Bütün yöneticilerimiz doğru servis sağlayıcıya işaret eden yorumlar yaptılar. Kesintisizlik, ölçeklenebilirlik duyduklarım arasında. Bunların tamamı, gerek sizler bulut servisleri alırken gerekse bu bulut servislerini size sunan sağlayıcıların, kendi altyapılarını seçerken kritik. Bizim gibi dijital altyapı sağlayıcılar açısından meselenin özü de bu. Çoklu bulut ve hibrit bulut tarafında da çokça geri bildirim ve vizyon paylaştığınızı duydum. Bizim teknolojik trendler araştırmamız da bunu söylüyor: Çoklu bulut artacak, hibrit bulut zaten regülasyonlardan ötürü kaçınılmaz. Bazı durumlarda hibrit, ama PaaS’a, SaaS’a benzer yapılarda kurguladığınız yapıları kullanıyorsunuz ve kullanmaya devam edeceksiniz.

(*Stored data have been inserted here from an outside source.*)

//! Compaction log.
//!
//! One log per storage group records the merge in flight so that a restart
//! can undo or finish it. Records are framed like this:
//!
//! ```text
//! | magic (4) | type (1) | len (4) | payload (len) | crc32 (4) |
//! ```
//!
//! The CRC covers everything before it. A record cut short at the end of
//! the log is a torn append and ends the log; a CRC mismatch on a complete
//! record is corruption.

use crate::error::{CoreError, CoreResult};
use std::path::{Path, PathBuf};
use tslevel_storage::{FileLog, LogBackend};

/// Magic bytes opening every log record.
pub const LOG_MAGIC: [u8; 4] = *b"TSCL";

/// Suffix of the log file, appended to the storage group name.
pub const COMPACTION_LOG_SUFFIX: &str = ".compaction.log";

/// magic (4) + type (1) + length (4)
const HEADER_SIZE: usize = 9;

const CRC_SIZE: usize = 4;

/// Type of a log record.
#[derive(Debug, Clone, Copy, PartialEq, Eq)]
#[repr(u8)]
pub enum LogRecordType {
    /// A merge source.
    Source = 1,
    /// The merge target.
    Target = 2,
    /// The swap committed.
    MergeFinished = 3,
}

impl LogRecordType {
    /// Converts a byte to a record type.
    pub fn from_byte(b: u8) -> Option<Self> {
        match b {
            1 => Some(Self::Source),
            2 => Some(Self::Target),
            3 => Some(Self::MergeFinished),
            _ => None,
        }
    }

    /// Converts the record type to a byte.
    #[must_use]
    pub const fn as_byte(self) -> u8 {
        self as u8
    }
}

/// One compaction log entry.
#[derive(Debug, Clone, PartialEq, Eq)]
pub enum LogRecord {
    /// A file being merged away.
    Source {
        /// Path of the source file.
        path: PathBuf,
        /// Whether it is a sequence file.
        sequence: bool,
    },
    /// The primary output of the merge.
    Target {
        /// Path of the target file.
        path: PathBuf,
    },
    /// The registry swap committed; only cleanup remains.
    MergeFinished,
}

impl LogRecord {
    /// Returns the record type.
    #[must_use]
    pub const fn record_type(&self) -> LogRecordType {
        match self {
            Self::Source { .. } => LogRecordType::Source,
            Self::Target { .. } => LogRecordType::Target,
            Self::MergeFinished => LogRecordType::MergeFinished,
        }
    }

    fn encode_payload(&self) -> Vec<u8> {
        match self {
            Self::Source { path, sequence } => {
                let mut buf = vec![u8::from(*sequence)];
                buf.extend_from_slice(path.to_string_lossy().as_bytes());
                buf
            }
            Self::Target { path } => path.to_string_lossy().as_bytes().to_vec(),
            Self::MergeFinished => Vec::new(),
        }
    }

    fn decode_payload(log_path: &Path, record_type: LogRecordType, payload: &[u8]) -> CoreResult<Self> {
        let utf8_path = |bytes: &[u8]| -> CoreResult<PathBuf> {
            std::str::from_utf8(bytes)
                .map(PathBuf::from)
                .map_err(|_| CoreError::log_corruption(log_path, "path is not UTF-8"))
        };

        match record_type {
            LogRecordType::Source => {
                let (flag, path) = payload
                    .split_first()
                    .ok_or_else(|| CoreError::log_corruption(log_path, "empty source record"))?;
                Ok(Self::Source {
                    path: utf8_path(path)?,
                    sequence: *flag != 0,
                })
            }
            LogRecordType::Target => Ok(Self::Target {
                path: utf8_path(payload)?,
            }),
            LogRecordType::MergeFinished => {
                if !payload.is_empty() {
                    return Err(CoreError::log_corruption(
                        log_path,
                        format!("trailing bytes in merge-finished record: {}", payload.len()),
                    ));
                }
                Ok(Self::MergeFinished)
            }
        }
    }

    /// Encodes the record with its envelope.
    ///
    /// # Errors
    ///
    /// Returns an error if the payload does not fit the length field.
    pub fn encode(&self) -> CoreResult<Vec<u8>> {
        let payload = self.encode_payload();
        let len = u32::try_from(payload.len())
            .map_err(|_| CoreError::invalid_operation("compaction log record too large"))?;

        let mut data = Vec::with_capacity(HEADER_SIZE + payload.len() + CRC_SIZE);
        data.extend_from_slice(&LOG_MAGIC);
        data.push(self.record_type().as_byte());
        data.extend_from_slice(&len.to_le_bytes());
        data.extend_from_slice(&payload);
        let crc = crc32fast::hash(&data);
        data.extend_from_slice(&crc.to_le_bytes());
        Ok(data)
    }
}

/// Decodes every complete record in `data`, stopping at a torn tail.
///
/// # Errors
///
/// Returns an error on bad magic, unknown record type or CRC mismatch.
pub fn decode_records(log_path: &Path, data: &[u8]) -> CoreResult<Vec<LogRecord>> {
    let mut records = Vec::new();
    let mut offset = 0;

    while offset + HEADER_SIZE + CRC_SIZE <= data.len() {
        let header = &data[offset..offset + HEADER_SIZE];
        if header[0..4] != LOG_MAGIC {
            return Err(CoreError::log_corruption(
                log_path,
                format!("invalid magic at offset {offset}"),
            ));
        }
        let record_type = LogRecordType::from_byte(header[4]).ok_or_else(|| {
            CoreError::log_corruption(log_path, format!("unknown record type {}", header[4]))
        })?;
        let len = u32::from_le_bytes([header[5], header[6], header[7], header[8]]) as usize;

        let end = offset + HEADER_SIZE + len;
        if end + CRC_SIZE > data.len() {
            break;
        }
        let expected = u32::from_le_bytes([data[end], data[end + 1], data[end + 2], data[end + 3]]);
        let actual = crc32fast::hash(&data[offset..end]);
        if expected != actual {
            return Err(CoreError::ChecksumMismatch { expected, actual });
        }

        let payload = &data[offset + HEADER_SIZE..end];
        records.push(LogRecord::decode_payload(log_path, record_type, payload)?);
        offset = end + CRC_SIZE;
    }

    Ok(records)
}

/// Appends records to the compaction log, syncing after each.
pub struct CompactionLogger {
    path: PathBuf,
    log: Box<dyn LogBackend>,
}

impl CompactionLogger {
    /// Opens the log at `path`. The file is created on first append.
    pub fn open(path: &Path) -> Self {
        Self::with_backend(path, Box::new(FileLog::new(path)))
    }

    /// Uses an explicit backend.
    pub fn with_backend(path: &Path, log: Box<dyn LogBackend>) -> Self {
        Self {
            path: path.to_path_buf(),
            log,
        }
    }

    /// Path of the log.
    #[must_use]
    pub fn path(&self) -> &Path {
        &self.path
    }

    /// Appends one record durably.
    ///
    /// # Errors
    ///
    /// Returns an error if the write or sync fails.
    pub fn append(&mut self, record: &LogRecord) -> CoreResult<()> {
        self.log.append(&record.encode()?)?;
        self.log.sync()?;
        Ok(())
    }

    /// Records a merge source.
    ///
    /// # Errors
    ///
    /// Returns an error if the write fails.
    pub fn log_source(&mut self, path: &Path, sequence: bool) -> CoreResult<()> {
        self.append(&LogRecord::Source {
            path: path.to_path_buf(),
            sequence,
        })
    }

    /// Records the merge target.
    ///
    /// # Errors
    ///
    /// Returns an error if the write fails.
    pub fn log_target(&mut self, path: &Path) -> CoreResult<()> {
        self.append(&LogRecord::Target {
            path: path.to_path_buf(),
        })
    }

    /// Records that the swap committed.
    ///
    /// # Errors
    ///
    /// Returns an error if the write fails.
    pub fn log_merge_finished(&mut self) -> CoreResult<()> {
        self.append(&LogRecord::MergeFinished)
    }

    /// Deletes the log. Absence of the log means a clean state.
    ///
    /// # Errors
    ///
    /// Returns an error if the file exists and cannot be removed.
    pub fn remove(mut self) -> CoreResult<()> {
        self.log.remove()?;
        Ok(())
    }
}

impl std::fmt::Debug for CompactionLogger {
    fn fmt(&self, f: &mut std::fmt::Formatter<'_>) -> std::fmt::Result {
        f.debug_struct("CompactionLogger")
            .field("path", &self.path)
            .finish_non_exhaustive()
    }
}

/// What a compaction log says about the interrupted merge.
#[derive(Debug, Clone, Default, PartialEq, Eq)]
pub struct CompactionLogSummary {
    /// Source files with their axis, in log order.
    pub sources: Vec<(PathBuf, bool)>,
    /// Target of the merge, if it was logged.
    pub target: Option<PathBuf>,
    /// Whether the swap committed before the interruption.
    pub merge_finished: bool,
}

impl CompactionLogSummary {
    /// Returns true if the log holds nothing to act on.
    #[must_use]
    pub fn is_empty(&self) -> bool {
        self.sources.is_empty() && self.target.is_none() && !self.merge_finished
    }
}

/// Reads a compaction log back.
#[derive(Debug)]
pub struct CompactionLogAnalyzer;

impl CompactionLogAnalyzer {
    /// Summarizes the log file at `path`. A missing file is an empty log.
    ///
    /// # Errors
    ///
    /// Returns an error if the log cannot be read or is corrupted.
    pub fn analyze(path: &Path) -> CoreResult<CompactionLogSummary> {
        Self::analyze_backend(path, &FileLog::new(path))
    }

    /// Summarizes the log held by `log`.
    ///
    /// # Errors
    ///
    /// Returns an error if the log cannot be read or is corrupted.
    pub fn analyze_backend(path: &Path, log: &dyn LogBackend) -> CoreResult<CompactionLogSummary> {
        let data = log.read_all()?;
        let mut summary = CompactionLogSummary::default();
        for record in decode_records(path, &data)? {
            match record {
                LogRecord::Source { path, sequence } => summary.sources.push((path, sequence)),
                LogRecord::Target { path } => summary.target = Some(path),
                LogRecord::MergeFinished => summary.merge_finished = true,
            }
        }
        Ok(summary)
    }
}

#[cfg(test)]
mod tests {
    use super::*;
    use tempfile::tempdir;
    use tslevel_storage::MemoryLog;

    fn log_path() -> PathBuf {
        PathBuf::from("/sg/root.compaction.log")
    }

    #[test]
    fn record_type_roundtrip() {
        for t in [LogRecordType::Source, LogRecordType::Target, LogRecordType::MergeFinished] {
            assert_eq!(LogRecordType::from_byte(t.as_byte()), Some(t));
        }
        assert_eq!(LogRecordType::from_byte(0), None);
    }

    #[test]
    fn summary_of_full_cycle() {
        let memory = MemoryLog::new();
        let mut logger = CompactionLogger::with_backend(&log_path(), Box::new(memory.clone()));
        logger.log_source(Path::new("/sg/sequence/0/1-1-0.tsfile"), true).unwrap();
        logger.log_source(Path::new("/sg/unsequence/0/2-1-0.tsfile"), false).unwrap();
        logger.log_target(Path::new("/sg/sequence/0/1-1-1.tsfile")).unwrap();
        logger.log_merge_finished().unwrap();

        let summary = CompactionLogAnalyzer::analyze_backend(&log_path(), &memory).unwrap();
        assert_eq!(summary.sources.len(), 2);
        assert!(summary.sources[0].1);
        assert!(!summary.sources[1].1);
        assert_eq!(summary.target, Some(PathBuf::from("/sg/sequence/0/1-1-1.tsfile")));
        assert!(summary.merge_finished);
    }

    #[test]
    fn torn_tail_is_ignored() {
        let mut data = LogRecord::Target {
            path: PathBuf::from("/t.tsfile"),
        }
        .encode()
        .unwrap();
        let second = LogRecord::MergeFinished.encode().unwrap();
        data.extend_from_slice(&second[..second.len() - 2]);

        let records = decode_records(&log_path(), &data).unwrap();
        assert_eq!(records.len(), 1);
    }

    #[test]
    fn crc_mismatch_is_corruption() {
        let mut data = LogRecord::Target {
            path: PathBuf::from("/t.tsfile"),
        }
        .encode()
        .unwrap();
        data[HEADER_SIZE] ^= 0xFF;

        let err = decode_records(&log_path(), &data).unwrap_err();
        assert!(matches!(err, CoreError::ChecksumMismatch { .. }));
    }

    #[test]
    fn bad_magic_is_corruption() {
        let mut data = LogRecord::MergeFinished.encode().unwrap();
        data[0] = b'X';
        let err = decode_records(&log_path(), &data).unwrap_err();
        assert!(matches!(err, CoreError::LogCorruption { .. }));
    }

    #[test]
    fn missing_file_is_empty_log() {
        let dir = tempdir().unwrap();
        let summary = CompactionLogAnalyzer::analyze(&dir.path().join("sg.compaction.log")).unwrap();
        assert!(summary.is_empty());
    }

    #[test]
    fn file_log_removed() {
        let dir = tempdir().unwrap();
        let path = dir.path().join("sg.compaction.log");
        let mut logger = CompactionLogger::open(&path);
        logger.log_target(Path::new("/t.tsfile")).unwrap();
        assert!(path.exists());

        logger.remove().unwrap();
        assert!(!path.exists());
    }
}
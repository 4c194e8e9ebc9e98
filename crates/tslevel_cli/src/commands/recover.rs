//! Recover command implementation.

use std::path::Path;
use std::sync::Arc;
use tslevel_core::{FileModificationStore, RecoveryController, StorageGroupDir};

/// Runs the recover command.
pub fn run(path: &Path, name: &str) -> Result<(), Box<dyn std::error::Error>> {
    let dir = StorageGroupDir::open(path, name, false)?;
    let controller =
        RecoveryController::new(dir.compaction_log_path(), Arc::new(FileModificationStore));

    println!("Recovering storage group {name} at {}", path.display());
    let report = controller.recover()?;

    if !report.log_found {
        println!("No compaction log found, nothing to do");
        return Ok(());
    }
    if report.log_corrupted {
        println!("Compaction log was corrupted and has been discarded");
    }
    if report.merge_kept {
        println!("Interrupted merge was kept");
        for source in &report.deleted_sources {
            println!("  deleted source {}", source.display());
        }
    } else {
        println!("Interrupted merge was rolled back");
        for target in &report.removed_targets {
            println!("  removed target {}", target.display());
        }
    }
    println!("✓ Recovery complete");
    Ok(())
}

Eş zamanlı olarak aynı veriyi farklı bulutlarda yönetebildiğiniz bir evrilme, olması beklenen bir durum. Belki de bir gereklilik. Dönüşüm tarafının da çok gerekli olduğunu vurguladınız, bizim de katıldığımız naçizane hususlardan bahsedildi: Süreç, sistem ve insan kaynağı gibi. Bu üçü hizalanmadığı müddetçe dijital dönüşüm başarıya ulaşamıyor. Bulut servisler, bunun temeli aslında, dijital altyapının temeli. ‘Ama buluta adapte olduk, verileri buluta yükledik’ denince iş bitmiyor tabii. Hakikaten dijital ekonominin parçası olacak şekilde kurumlar dönüşeceklerse, bunu hem insan kaynağı hem de iş süreçleriyle bir arada yapmaları gerekiyor ki bu konuda hemfikiriz.
Son olarak, dijital altyapılara ilişkin, yabancı yatırımlar ya da Türkiye’de bizim gibi doğrudan direkt yatırımcıların en önemli katkısı olarak, ülkemizde geliştirilen katma değerli yazılım ve servislerin, dünya pazarlarına ihraç edilmesindeki yeri; buna ilişkin platform sağlayıcılığı gibi hususların mutlaka altını çizmek isterim. İş ortaklıklarımızla hedeflediğimiz en temel katma değer de bu”.